Según indicó Leivovitz, las milicias palestinas han lanzado contra Israel más de 200 cohetes y proyectiles de mortero desde que el sábado la aviación israelí inició la operación "Plomo Fundido", con la que pretende acabar con el poder del movimiento islamista Hamás en la franja de Gaza.
REDUCEN OPERACIONES
La baja visibilidad por las condiciones meteorológicas "ha reducido algo la operatividad" de la Fuerza Aérea israelí al dificultar la localización de lanzaderas de cohetes palestinos, señaló el responsable de la oficina de prensa del Gobierno israelí, Daniel Seaman.
En la ciudad de Sderot, ubicada a siete kilómetros de Gaza, Seaman destacó que la capacidad de los aviones y helicópteros del Ejército israelí aumenta por la noche, por el empleo de rayos infrarrojos y el incremento de las capacidades técnicas.

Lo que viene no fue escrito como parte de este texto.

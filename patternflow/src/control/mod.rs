pub mod config;
pub mod icons;
pub mod image_upload;
pub mod interaction;
pub mod param_value;
pub mod params;
pub mod renderer;
pub mod schema;
pub mod widgets;

pub use config::{LoadedPattern, load_pattern_file, parse_pattern};
pub use icons::Icon;
pub use image_upload::{ImageFile, UploadError, UploadTicket};
pub use interaction::{Interaction, InteractionOutcome};
pub use param_value::ParamValue;
pub use params::Params;
pub use renderer::ControlRenderer;
pub use schema::{
    GroupMarker, ParamSpec, PatternSchema, SchemaBuilder, SchemaEntry,
    SchemaIssue, WidgetKind,
};
pub use widgets::{Section, WidgetBinding, WidgetState, WidgetTree};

Seaman destacó que "los próximos días" determinarán si Israel lanza una ofensiva terrestre que complemente a la aérea.
El Estado hebreo movilizó infantería y unidades acorazadas en torno a la franja y ayer aprobó la movilización de 6.500 reservistas. "Esperamos no tener que invadir por tierra Gaza. Nos fuimos hace tres años (en el plan de desconexión de Ariel Sharón) para no volver, aunque si es necesario lo haremos. Todo dependerá de los próximos días y de si Hamas comprende la necesidad de parar sus ataques", aseguró.
DEBILIDAD
Seaman reiteró que no hubo más opción que lanzar la ofensiva porque "estamos en una región en que la contención se interpreta como debilidad".
Subrayó además que unas 250.000 personas en Israel son blanco potencial de los proyectiles palestinos, incluidas las ciudad de Ashkelon, Sderot y Netivot, así como los kibutz cercanos y Ashdod, hasta ahora ajena a esta amenaza.
En tanto, el ministro de Defensa de Israel, Ehud Barak, anunció durante una sesión especial de la Knesset (Parlamento) de Jerusalén que la ofensiva en la Franja de Gaza "será ampliada y agudizada tanto como sea necesario". "Sabemos cuáles son los objetivos y avanzamos hacia ellos con determinación", añadió.
Según Barak, la operación no responde a "sentimientos de venganza" o "furia", sino que llega tras meticulosas preparaciones "llevadas a cabo con la cabeza fría y responsablemente".
El ministro reiteró que Israel considera a Hamas responsable de la ofensiva, debido a los continuos ataques con cohetes perpetrados desde la Franja de Gaza, pese a que Israel retiró voluntariamente todas sus tropas y asentamientos hace más de tres años.
FUERZAS PALESTINAS DISCUTEN ATAQUES
En tanto, el Presidente palestino, Mahmmoud Abbás, discutirá con los líderes de las facciones palestinas, incluida Hamás, la situación en Gaza. "Ahora tenemos que estar unidos y ser una sola mano para detener la agresión contra nuestro pueblo en la franja de Gaza", dijo Abbás a la prensa mientras presidía una reunión de emergencia de la Organización para la Liberación de Palestina (OLP).
El presidente palestino y líder de Al Fatah definió la situación en la franja de Gaza de "trágica" y "desesperada", al anunciar que el encuentro del comité ejecutivo de la OLP, iniciado hoy, se centrará en la ofensiva israelí. "Deseamos una pronta recuperación a nuestros heridos y condenamos este último ataque contra nuestro pueblo", afirmó.
Abás pidió además a la comunidad internacional que "detenga esta agresión", como ya lo ha hecho en los últimos días a "todos los actores árabes, regionales e internacionales". Asimismo, expresó su deseo de que Israel y Hamás renueven la tregua de seis meses en Gaza que mantuvieron con la mediación egipcia desde junio para que "la calma vuelva a nuestro pueblo en la franja y se evite más sufrimiento, que crece cuando se estrecha el bloqueo israelí".